Long, Bitter Georgia GOP Senate Primary Comes To An End

WASHINGTON -- The Republican Party will finally settle on a Senate candidate in Georgia on Tuesday, when Rep. Jack Kingston (R-Ga.) and former Dollar General CEO David Perdue face voters after months of negative campaigning.

Kingston and Perdue were the top two vote-getters in the May 20 primary, beating a handful of more conservative candidates who many Democrats hoped would be the ones to win. But because neither received a majority of the vote, the contest went to a runoff. The runoff was nine weeks long because of a 2012 lawsuit by the Justice Department that alleged a three-week contest disenfranchised military and overseas voters.

Both men were considered more part of the establishment than some of their other primary opponents, including Reps. Paul Broun (R-Ga.) and Phil Gingrey (R-Ga.), who had tea party support.

But since then, Perdue has come out swinging against Kingston, trying to portray himself as the anti-establishment, "conservative outsider" candidate. His closing attack ad accused the congressman of having his position on immigration "bought and paid for" by the U.S. Chamber of Commerce, which has spent more than $2 million supporting Kingston.

In a statement to The Wall Street Journal, Perdue spokesman Derrick Dickey slammed the Chamber.

The lobbying behemoth "will back a career politician over a successful Fortune 500 CEO because they know the politicians will say and do anything to keep the campaign money flowing," he said. The Chamber, according to The Wall Street Journal, has supported Kingston in part because he voted for federal funding for a trade project in Savannah that the organization backed.

The Chamber's political director, Rob Engstrom, responded in kind to Perdue in a statement to The Atlanta Journal-Constitution.

"In the final days of the primary and in his latest sign of desperation, David Perdue is falling behind in the polls and has chosen to lie about the Chamber’s position on immigration. The fact is that Perdue sought the Chamber's endorsement, he didn't receive it, and this is just more sour grapes," Engstrom said.

But while lack of a voting record may have hurt Perdue with some endorsements, some Republicans believe it could help him in the general election because Democrats won't be able to attack him as readily for past positions. Perdue's deep pockets also allow him to throw a significant amount of money into his own campaign, though that could be used to portray him as out of touch with the struggles of average voters.
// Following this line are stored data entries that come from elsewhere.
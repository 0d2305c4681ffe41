//! Shops (restaurants) on the marketplace.

use core::fmt;

use chrono::{DateTime, Utc};
use serde::{Deserialize, Serialize};

use super::Resource;
use crate::types::{ShopId, ShopStatus, UserId};

/// A shop record.
#[derive(Debug, Clone, PartialEq, Serialize, Deserialize)]
pub struct Shop {
    #[serde(rename = "_id")]
    pub id: ShopId,
    pub name: String,
    #[serde(default)]
    pub description: String,
    #[serde(default)]
    pub address: Address,
    #[serde(default)]
    pub phone: String,
    #[serde(default)]
    pub img: String,
    #[serde(default)]
    pub rating: Option<f64>,
    #[serde(default)]
    pub owner: Option<ShopOwner>,
    pub status: ShopStatus,
    #[serde(rename = "createdAt", default)]
    pub created_at: Option<DateTime<Utc>>,
}

/// Postal address of a shop.
#[derive(Debug, Clone, Default, PartialEq, Eq, Serialize, Deserialize)]
pub struct Address {
    #[serde(default)]
    pub street: String,
    #[serde(default)]
    pub ward: String,
    #[serde(default)]
    pub district: String,
    #[serde(default)]
    pub city: String,
    #[serde(default)]
    pub province: String,
}

impl fmt::Display for Address {
    /// Non-empty parts joined with `", "`.
    fn fmt(&self, f: &mut fmt::Formatter<'_>) -> fmt::Result {
        let parts = [
            &self.street,
            &self.ward,
            &self.district,
            &self.city,
            &self.province,
        ];
        let mut first = true;
        for part in parts.into_iter().filter(|p| !p.trim().is_empty()) {
            if !first {
                f.write_str(", ")?;
            }
            f.write_str(part.trim())?;
            first = false;
        }
        Ok(())
    }
}

/// Populated owner reference.
#[derive(Debug, Clone, Default, PartialEq, Eq, Serialize, Deserialize)]
pub struct ShopOwner {
    #[serde(rename = "_id", default)]
    pub id: Option<UserId>,
    #[serde(default)]
    pub full_name: Option<String>,
}

/// Partial address; each part is independently editable.
#[derive(Debug, Clone, Default, PartialEq, Eq, Serialize)]
pub struct AddressPatch {
    #[serde(skip_serializing_if = "Option::is_none")]
    pub street: Option<String>,
    #[serde(skip_serializing_if = "Option::is_none")]
    pub ward: Option<String>,
    #[serde(skip_serializing_if = "Option::is_none")]
    pub district: Option<String>,
    #[serde(skip_serializing_if = "Option::is_none")]
    pub city: Option<String>,
    #[serde(skip_serializing_if = "Option::is_none")]
    pub province: Option<String>,
}

impl AddressPatch {
    /// A patch that sets every part of `address`.
    #[must_use]
    pub fn full(address: &Address) -> Self {
        Self {
            street: Some(address.street.clone()),
            ward: Some(address.ward.clone()),
            district: Some(address.district.clone()),
            city: Some(address.city.clone()),
            province: Some(address.province.clone()),
        }
    }

    fn apply(&self, address: &mut Address) {
        let fields = [
            (&self.street, &mut address.street),
            (&self.ward, &mut address.ward),
            (&self.district, &mut address.district),
            (&self.city, &mut address.city),
            (&self.province, &mut address.province),
        ];
        for (patch, target) in fields {
            if let Some(value) = patch {
                target.clone_from(value);
            }
        }
    }
}

/// Body of `PUT /admin/updateShop/{id}` and `PUT /owner/{ownerId}/shop`.
#[derive(Debug, Clone, Default, PartialEq, Eq, Serialize)]
pub struct ShopPatch {
    #[serde(skip_serializing_if = "Option::is_none")]
    pub name: Option<String>,
    #[serde(skip_serializing_if = "Option::is_none")]
    pub description: Option<String>,
    #[serde(skip_serializing_if = "Option::is_none")]
    pub address: Option<AddressPatch>,
    #[serde(skip_serializing_if = "Option::is_none")]
    pub phone: Option<String>,
    #[serde(skip_serializing_if = "Option::is_none")]
    pub status: Option<ShopStatus>,
    #[serde(skip_serializing_if = "Option::is_none")]
    pub img: Option<String>,
}

impl ShopPatch {
    /// A patch that only changes the status.
    #[must_use]
    pub fn status(status: ShopStatus) -> Self {
        Self {
            status: Some(status),
            ..Self::default()
        }
    }
}

impl Resource for Shop {
    type Id = ShopId;
    type Patch = ShopPatch;

    const KIND: &'static str = "shop";

    fn id(&self) -> &ShopId {
        &self.id
    }

    fn apply_patch(&mut self, patch: &ShopPatch) {
        if let Some(name) = &patch.name {
            self.name.clone_from(name);
        }
        if let Some(description) = &patch.description {
            self.description.clone_from(description);
        }
        if let Some(address) = &patch.address {
            address.apply(&mut self.address);
        }
        if let Some(phone) = &patch.phone {
            self.phone.clone_from(phone);
        }
        if let Some(status) = patch.status {
            self.status = status;
        }
        if let Some(img) = &patch.img {
            self.img.clone_from(img);
        }
    }
}

#[cfg(test)]
#[allow(clippy::unwrap_used)]
mod tests {
    use super::*;

    fn sample() -> Shop {
        serde_json::from_value(serde_json::json!({
            "_id": "s1",
            "name": "Pho Thin",
            "description": "Beef noodle soup",
            "address": {
                "street": "13 Lo Duc",
                "ward": "Ngo Thi Nham",
                "district": "Hai Ba Trung",
                "city": "Ha Noi",
                "province": ""
            },
            "phone": "0243821234",
            "img": "https://img.example.com/pho.jpg",
            "rating": 4.6,
            "owner": {"_id": "u9", "full_name": "Thin"},
            "status": "ACTIVE"
        }))
        .unwrap()
    }

    #[test]
    fn test_address_display_skips_empty_parts() {
        let shop = sample();
        assert_eq!(
            shop.address.to_string(),
            "13 Lo Duc, Ngo Thi Nham, Hai Ba Trung, Ha Noi"
        );
        assert_eq!(Address::default().to_string(), "");
    }

    #[test]
    fn test_address_parts_patch_independently() {
        let mut shop = sample();
        shop.apply_patch(&ShopPatch {
            address: Some(AddressPatch {
                ward: Some("Pham Dinh Ho".to_owned()),
                ..AddressPatch::default()
            }),
            ..ShopPatch::default()
        });
        assert_eq!(shop.address.ward, "Pham Dinh Ho");
        assert_eq!(shop.address.street, "13 Lo Duc");
        assert_eq!(shop.name, "Pho Thin");
    }

    #[test]
    fn test_status_patch_serializes_alone() {
        let json = serde_json::to_value(ShopPatch::status(ShopStatus::Inactive)).unwrap();
        assert_eq!(json, serde_json::json!({"status": "INACTIVE"}));
    }
}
In April, for example, Perdue came under criticism when he mocked his then-primary opponent, Karen Handel, for not having a college degree.

The candidates have been spending a significant number of their final days campaigning in the metro Atlanta region, which is the most populous area of the state. According to The Associated Press, "turnout is expected to be strong along the coast and Kingston will have to run up the numbers like he did during the primary when he claimed 78 percent of the vote in his home base of Chatham County. But the coastal areas alone can't carry him across the finish line, and Kingston will have to perform very well in metro Atlanta and north Georgia."

They both have generally stuck to appealing to conservative voters, unlike in Mississippi's recent GOP Senate runoff, where Sen. Thad Chochran (R-Miss.) reached out to African-American voting blocs to defeat tea party candidate Chris McDaniel.

The winner will face Democrat Michelle Nunn in the general election to replace outgoing Sen. Saxby Chambliss (R-Ga.). Nunn was unopposed in her primary, meaning she has been spared a contentious and costly battle so far.

Republicans need to gain just six seats to claim the majority in the Senate.

HuffPost Pollster, which averages the polls in the race, currently has Kingston leading Perdue.